Duplicating code is never good, and duplicating code into the kernel 
(where maintenance cost is much higher) is bad.  There has to be a very 
good reason for it.  For the core kvm code, it is the 10x or more 
performance increase over qemu.  If we are to add *pic/pit to kvm, we 
need to find an advantage that offsets the disadvantages.  This can be a 
combination of simpler interfaces and better performance.

> and while today most of the performance advantages of moving the PIC 
> into the kernel are masked by the high cost of VM exits, in the future 
> the effect will be more marked, as the relative cost of piggybacking out 
> to qemu increases.
>   

That is correct, but we need to quantify it.  Assuming 3us per qemu exit 
overhead, 30,000 events per second per core give us a 10% overall 
overhead.  That's >100K events/sec for an entry-level server.

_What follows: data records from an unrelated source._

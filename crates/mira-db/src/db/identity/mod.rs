//! Tenants, principals, login tokens and encrypted secrets

pub mod login_token;
pub mod principal;
pub mod secret;
pub mod tenant;

pub use login_token::LoginTokenRepository;
pub use principal::PrincipalRepository;
pub use secret::SecretRepository;
pub use tenant::TenantRepository;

> I can see the value in doing certain things in Qemu, but i cannot see 
> _at all_ the value of handling say the PIT in Qemu. Just look at the 
> Qemu PIT/timers code quality in Qemu for a change ... it's a huge ugly 
> mess of lots of #ifdefs, ineffective handling of /dev/rtc, linear list 
> walking, signal overhead, etc., etc. 

Bad userspace code should be fixed, not rewritten as kernel code.

> All of that resulting in 10-15% of 
> 'idle' overhead of KVM+qemu when it runs a Linux guest. 

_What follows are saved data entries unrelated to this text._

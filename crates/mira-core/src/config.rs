//! Configuration module
//!
//! Settings are read from the process environment (after loading `.env` via
//! dotenvy). Values that only some commands need (database URL, master key,
//! HMAC secret, SMTP sender) are kept optional here and checked at the point
//! of first use through the `require_*` accessors, which fail with the name of
//! the missing variable.

use std::env;
use std::path::PathBuf;

use crate::error::AppError;
use crate::storage_types::StorageBackend;

const DB_MAX_CONNECTIONS: u32 = 10;
const DB_TIMEOUT_SECS: u64 = 30;
const LOGIN_TOKEN_TTL_MINUTES: i64 = 15;
const HTTP_TIMEOUT_SECS: u64 = 60;
const AGENT_MAX_TOOL_CALLS: usize = 10;
const CHUNK_SIZE: usize = 1000;
const CHUNK_OVERLAP: usize = 200;
const LLM_TEMPERATURE: f32 = 0.7;
const SMTP_PORT: u16 = 587;

/// Chat models offered to users.
pub const SUPPORTED_MODELS: &[&str] = &["gpt-4o-mini", "gpt-3.5-turbo", "gpt-4o"];

/// OpenAI-compatible endpoint settings. The API key itself is a per-tenant or
/// per-user secret and is resolved at request time, not configured here.
#[derive(Clone, Debug)]
pub struct OpenAiConfig {
    pub base_url: String,
    pub model: String,
    pub embedding_model: String,
    pub temperature: f32,
}

/// S3-compatible object storage settings.
#[derive(Clone, Debug)]
pub struct S3Config {
    pub endpoint: String,
    pub region: String,
    pub access_key: String,
    pub secret_key: String,
    pub bucket: String,
}

/// SMTP settings for magic-link delivery.
#[derive(Clone, Debug)]
pub struct SmtpConfig {
    pub server: String,
    pub port: u16,
    pub sender: Option<String>,
    pub password: Option<String>,
}

/// Application configuration.
#[derive(Clone, Debug)]
pub struct Config {
    pub database_url: Option<String>,
    pub db_max_connections: u32,
    pub db_timeout_seconds: u64,
    pub secrets_master_key: Option<String>,
    pub auth_secret: Option<String>,
    pub app_base_url: String,
    pub default_company_name: String,
    pub login_token_ttl_minutes: i64,
    pub openai: OpenAiConfig,
    pub http_timeout_secs: u64,
    pub agent_max_tool_calls: usize,
    pub chunk_size: usize,
    pub chunk_overlap: usize,
    pub uploads_dir: PathBuf,
    pub outputs_dir: PathBuf,
    pub s3: Option<S3Config>,
    pub smtp: SmtpConfig,
}

impl Config {
    pub fn from_env() -> Result<Self, anyhow::Error> {
        dotenvy::dotenv().ok();

        let openai = OpenAiConfig {
            base_url: env::var("OPENAI_BASE_URL")
                .unwrap_or_else(|_| "https://api.openai.com/v1".to_string()),
            model: env::var("OPENAI_MODEL").unwrap_or_else(|_| SUPPORTED_MODELS[0].to_string()),
            embedding_model: env::var("OPENAI_EMBEDDING_MODEL")
                .unwrap_or_else(|_| "text-embedding-3-small".to_string()),
            temperature: env::var("LLM_TEMPERATURE")
                .unwrap_or_else(|_| LLM_TEMPERATURE.to_string())
                .parse()
                .unwrap_or(LLM_TEMPERATURE),
        };

        let config = Config {
            database_url: env::var("DATABASE_URL").ok().filter(|s| !s.is_empty()),
            db_max_connections: env::var("DB_MAX_CONNECTIONS")
                .unwrap_or_else(|_| DB_MAX_CONNECTIONS.to_string())
                .parse()
                .unwrap_or(DB_MAX_CONNECTIONS),
            db_timeout_seconds: env::var("DB_TIMEOUT_SECONDS")
                .unwrap_or_else(|_| DB_TIMEOUT_SECS.to_string())
                .parse()
                .unwrap_or(DB_TIMEOUT_SECS),
            secrets_master_key: env::var("SECRETS_MASTER_KEY").ok().filter(|s| !s.is_empty()),
            auth_secret: env::var("AUTH_SECRET").ok().filter(|s| !s.is_empty()),
            app_base_url: env::var("APP_BASE_URL")
                .unwrap_or_else(|_| "http://localhost:8501".to_string()),
            default_company_name: env::var("DEFAULT_COMPANY_NAME")
                .unwrap_or_else(|_| "Default Company".to_string()),
            login_token_ttl_minutes: env::var("LOGIN_TOKEN_TTL_MINUTES")
                .unwrap_or_else(|_| LOGIN_TOKEN_TTL_MINUTES.to_string())
                .parse()
                .unwrap_or(LOGIN_TOKEN_TTL_MINUTES),
            openai,
            http_timeout_secs: env::var("HTTP_TIMEOUT_SECS")
                .unwrap_or_else(|_| HTTP_TIMEOUT_SECS.to_string())
                .parse()
                .unwrap_or(HTTP_TIMEOUT_SECS),
            agent_max_tool_calls: env::var("AGENT_MAX_TOOL_CALLS")
                .unwrap_or_else(|_| AGENT_MAX_TOOL_CALLS.to_string())
                .parse()
                .unwrap_or(AGENT_MAX_TOOL_CALLS),
            chunk_size: env::var("CHUNK_SIZE")
                .unwrap_or_else(|_| CHUNK_SIZE.to_string())
                .parse()
                .unwrap_or(CHUNK_SIZE),
            chunk_overlap: env::var("CHUNK_OVERLAP")
                .unwrap_or_else(|_| CHUNK_OVERLAP.to_string())
                .parse()
                .unwrap_or(CHUNK_OVERLAP),
            uploads_dir: PathBuf::from(
                env::var("UPLOADS_DIR").unwrap_or_else(|_| "uploads".to_string()),
            ),
            outputs_dir: PathBuf::from(
                env::var("OUTPUTS_DIR").unwrap_or_else(|_| "outputs".to_string()),
            ),
            s3: s3_from_env(),
            smtp: SmtpConfig {
                server: env::var("SMTP_SERVER").unwrap_or_else(|_| "smtp.gmail.com".to_string()),
                port: env::var("SMTP_PORT")
                    .ok()
                    .and_then(|s| s.parse().ok())
                    .filter(|&p| p > 0)
                    .unwrap_or(SMTP_PORT),
                sender: env::var("EMAIL_SENDER").ok().filter(|s| !s.is_empty()),
                password: env::var("EMAIL_PASSWORD").ok().filter(|s| !s.is_empty()),
            },
        };

        config.validate()?;
        Ok(config)
    }

    pub fn validate(&self) -> Result<(), anyhow::Error> {
        if let Some(url) = &self.database_url {
            if !(url.starts_with("postgres://") || url.starts_with("postgresql://")) {
                return Err(anyhow::anyhow!(
                    "DATABASE_URL must be a valid PostgreSQL connection string"
                ));
            }
        }

        if self.chunk_size == 0 {
            return Err(anyhow::anyhow!("CHUNK_SIZE must be greater than zero"));
        }

        if self.chunk_overlap >= self.chunk_size {
            return Err(anyhow::anyhow!(
                "CHUNK_OVERLAP ({}) must be smaller than CHUNK_SIZE ({})",
                self.chunk_overlap,
                self.chunk_size
            ));
        }

        if self.agent_max_tool_calls == 0 {
            return Err(anyhow::anyhow!(
                "AGENT_MAX_TOOL_CALLS must be greater than zero"
            ));
        }

        if self.login_token_ttl_minutes <= 0 {
            return Err(anyhow::anyhow!(
                "LOGIN_TOKEN_TTL_MINUTES must be greater than zero"
            ));
        }

        Ok(())
    }

    pub fn require_database_url(&self) -> Result<&str, AppError> {
        self.database_url
            .as_deref()
            .ok_or_else(|| AppError::Config("DATABASE_URL is not set".to_string()))
    }

    pub fn require_secrets_master_key(&self) -> Result<&str, AppError> {
        self.secrets_master_key
            .as_deref()
            .ok_or_else(|| AppError::Config("SECRETS_MASTER_KEY is not set".to_string()))
    }

    pub fn require_auth_secret(&self) -> Result<&str, AppError> {
        self.auth_secret
            .as_deref()
            .ok_or_else(|| AppError::Config("AUTH_SECRET is not set".to_string()))
    }

    /// Storage backend chosen by configuration presence: S3 only when every
    /// S3 variable is set.
    pub fn storage_backend(&self) -> StorageBackend {
        if self.s3.is_some() {
            StorageBackend::S3
        } else {
            StorageBackend::Local
        }
    }
}

fn s3_from_env() -> Option<S3Config> {
    let get = |name: &str| env::var(name).ok().filter(|s| !s.is_empty());
    Some(S3Config {
        endpoint: get("S3_ENDPOINT")?,
        region: get("S3_REGION")?,
        access_key: get("S3_ACCESS_KEY")?,
        secret_key: get("S3_SECRET_KEY")?,
        bucket: get("S3_BUCKET")?,
    })
}

#[cfg(any(test, feature = "test-helpers"))]
impl Config {
    /// Defaults without reading the environment; required values unset.
    pub fn for_tests() -> Config {
        Config {
            database_url: None,
            db_max_connections: DB_MAX_CONNECTIONS,
            db_timeout_seconds: DB_TIMEOUT_SECS,
            secrets_master_key: None,
            auth_secret: None,
            app_base_url: "http://localhost:8501".to_string(),
            default_company_name: "Default Company".to_string(),
            login_token_ttl_minutes: LOGIN_TOKEN_TTL_MINUTES,
            openai: OpenAiConfig {
                base_url: "https://api.openai.com/v1".to_string(),
                model: "gpt-4o-mini".to_string(),
                embedding_model: "text-embedding-3-small".to_string(),
                temperature: LLM_TEMPERATURE,
            },
            http_timeout_secs: HTTP_TIMEOUT_SECS,
            agent_max_tool_calls: AGENT_MAX_TOOL_CALLS,
            chunk_size: CHUNK_SIZE,
            chunk_overlap: CHUNK_OVERLAP,
            uploads_dir: PathBuf::from("uploads"),
            outputs_dir: PathBuf::from("outputs"),
            s3: None,
            smtp: SmtpConfig {
                server: "smtp.gmail.com".to_string(),
                port: SMTP_PORT,
                sender: None,
                password: None,
            },
        }
    }
}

On my machines it's 0% overhead on idle (runlevel 3).


> On the other 
> side, in the kernel it's most natural to do timers and to emulate 
> hardware, because the kernel has _precise_ knowledge about the 
> platform's capabilities.
>   

That comes back to the kernel not exporting proper interfaces.  I think 
that's fixed now, with hrtimers tied to the userspace APIs?

-- 
Do not meddle in the internals of kernels, for they are subtle and quick to 
panic.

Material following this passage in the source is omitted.